The API documentation is available at http://ecoengine.berkeley.edu/developers/. As with most APIs it is possible to query all the available endpoints that are accessible through the API itself. Ecoengine has something similar.
library(ecoengine)
ee_about()
| type |
|---|
| wieslander_vegetation_type_mapping |
| wieslander_vegetation_type_mapping |
| wieslander_vegetation_type_mapping |
| wieslander_vegetation_type_mapping |
| data |
| data |
| data |
| data |
| actions |
| meta-data |
| meta-data |
| meta-data |
The data functions in the package include ones that query obervations,
checklists, photos, and vegetation records. These data are all formatted
as a common S3 class called ecoengine. The class includes 4 slots.
- [
Total results on server] A total result count (not necessarily the results in this particular object but the total number available for a particlar query) - [
Args] The arguments (So a reader can replicate the results or rerun the query using other tools.) - [
Type] The type (photos,observation, orchecklist) - [
Number of results retrieved] The data. Data are most often coerced into adata.frame. To access the data simply useresult_object$data.

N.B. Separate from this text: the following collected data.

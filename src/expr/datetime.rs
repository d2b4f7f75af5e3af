use chrono::{DateTime, Datelike, Timelike, Utc};

/// Date-part extraction and formatting. Week numbering is ISO-8601.

pub fn year(ts: &DateTime<Utc>) -> i64 {
    ts.year() as i64
}

pub fn month(ts: &DateTime<Utc>) -> i64 {
    ts.month() as i64
}

pub fn day_of_month(ts: &DateTime<Utc>) -> i64 {
    ts.day() as i64
}

/// 1 (Sunday) through 7 (Saturday).
pub fn day_of_week(ts: &DateTime<Utc>) -> i64 {
    ts.weekday().num_days_from_sunday() as i64 + 1
}

pub fn day_of_year(ts: &DateTime<Utc>) -> i64 {
    ts.ordinal() as i64
}

pub fn iso_week(ts: &DateTime<Utc>) -> i64 {
    ts.iso_week().week() as i64
}

pub fn iso_week_year(ts: &DateTime<Utc>) -> i64 {
    ts.iso_week().year() as i64
}

pub fn hour(ts: &DateTime<Utc>) -> i64 {
    ts.hour() as i64
}

pub fn minute(ts: &DateTime<Utc>) -> i64 {
    ts.minute() as i64
}

pub fn second(ts: &DateTime<Utc>) -> i64 {
    ts.second() as i64
}

pub fn millisecond(ts: &DateTime<Utc>) -> i64 {
    (ts.nanosecond() / 1_000_000) as i64
}

/// Format with `%`-directives. Unknown directives pass through verbatim.
pub fn format(ts: &DateTime<Utc>, spec: &str) -> String {
    let mut out = String::with_capacity(spec.len() + 8);
    let mut chars = spec.chars();
    while let Some(c) = chars.next() {
        if c != '%' {
            out.push(c);
            continue;
        }
        match chars.next() {
            Some('Y') => out.push_str(&format!("{:04}", ts.year())),
            Some('m') => out.push_str(&format!("{:02}", ts.month())),
            Some('d') => out.push_str(&format!("{:02}", ts.day())),
            Some('H') => out.push_str(&format!("{:02}", ts.hour())),
            Some('M') => out.push_str(&format!("{:02}", ts.minute())),
            Some('S') => out.push_str(&format!("{:02}", ts.second())),
            Some('L') => out.push_str(&format!("{:03}", millisecond(ts))),
            Some('j') => out.push_str(&format!("{:03}", ts.ordinal())),
            Some('w') => out.push_str(&day_of_week(ts).to_string()),
            Some('u') => out.push_str(&(ts.weekday().num_days_from_monday() + 1).to_string()),
            Some('G') => out.push_str(&format!("{:04}", iso_week_year(ts))),
            Some('V') => out.push_str(&format!("{:02}", iso_week(ts))),
            Some('%') => out.push('%'),
            Some(other) => {
                out.push('%');
                out.push(other);
            }
            None => out.push('%'),
        }
    }
    out
}

#[cfg(test)]
mod tests {
    use super::*;
    use chrono::TimeZone;

    fn ts(s: &str) -> DateTime<Utc> {
        DateTime::parse_from_rfc3339(s).unwrap().with_timezone(&Utc)
    }

    #[test]
    fn test_parts() {
        // 2024-02-29 is a Thursday.
        let t = ts("2024-02-29T13:45:30.250Z");
        assert_eq!(year(&t), 2024);
        assert_eq!(month(&t), 2);
        assert_eq!(day_of_month(&t), 29);
        assert_eq!(day_of_week(&t), 5);
        assert_eq!(day_of_year(&t), 60);
        assert_eq!(hour(&t), 13);
        assert_eq!(minute(&t), 45);
        assert_eq!(second(&t), 30);
        assert_eq!(millisecond(&t), 250);
    }

    #[test]
    fn test_iso_week_boundaries() {
        // 2021-01-01 is a Friday and belongs to ISO week 53 of 2020.
        let t = ts("2021-01-01T00:00:00Z");
        assert_eq!(iso_week(&t), 53);
        assert_eq!(iso_week_year(&t), 2020);

        let t = ts("2021-01-04T00:00:00Z"); // first Monday
        assert_eq!(iso_week(&t), 1);
    }

    #[test]
    fn test_format() {
        let t = ts("2024-03-07T09:05:02.007Z");
        assert_eq!(format(&t, "%Y-%m-%d %H:%M:%S.%L"), "2024-03-07 09:05:02.007");
        assert_eq!(format(&t, "week %V of %G"), "week 10 of 2024");
        assert_eq!(format(&t, "100%%"), "100%");
        let epoch = Utc.timestamp_millis_opt(0).unwrap();
        assert_eq!(format(&epoch, "%Y-%m-%d"), "1970-01-01");
    }
}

The default print method for the class will summarize the object.
For the sake of speed, results are paginated at 1000 results per page.
It is possible to request all pages for any query by specifying
page = all in any function that retrieves data. However, this option
should be used if the request is reasonably sized. With larger requests,
there is a chance that the query might become interrupted and you could
lose any data that may have been partially downloaded. In such cases the
recommended practice is to use the returned observations to split the
request. You can always check the number of requests you'll need to
retreive data for any query by running ee_pages(obj) where obj is an
object of class ecoengine.
request <- ee_photos(county = "Santa Clara County", quiet = TRUE, progress = FALSE)
# Use quiet to suppress messages. Use progress = FALSE to suppress progress
# bars which can clutter up documents.
ee_pages(request)
#> [1] 1
# Now it's simple to parallelize this request You can parallelize across
# number of cores by passing a vector of pages from 1 through the total
# available.
The database contains over 2 million records (3427932 total). Many of these have already been georeferenced. There are two ways to obtain observations. One is to query the database directly based on a partial or exact taxonomic match. For example
pinus_observations <- ee_observations(scientific_name = "Pinus", page = 1, quiet = TRUE,
progress = FALSE)
pinus_observations
#> [Total results on the server]: 59543
#> [Args]:
#> country = United States
#> scientific_name = Pinus
#> extra = last_modified
#> georeferenced = FALSE
#> page_size = 1000
#> page = 1
#> [Type]: FeatureCollection
#> [Number of results retrieved]: 1000
For additional fields upon which to query, simply look through the help
for ?ee_observations. In addition to narrowing data by taxonomic
group, it's also possible to add a bounding box (add argument bbox) or
request only data that have been georeferenced (set
georeferenced = TRUE).
lynx_data <- ee_observations(genus = "Lynx", georeferenced = TRUE, quiet = TRUE,
progress = FALSE)
lynx_data
#> [Total results on the server]: 725
#> [Args]:
#> country = United States
#> genus = Lynx
#> extra = last_modified
#> georeferenced = True
#> page_size = 1000
#> page = 1
#> [Type]: FeatureCollection
#> [Number of results retrieved]: 725
# Notice that we only for the first 1000 rows. But since 795 is not a big
# request, we can obtain this all in one go.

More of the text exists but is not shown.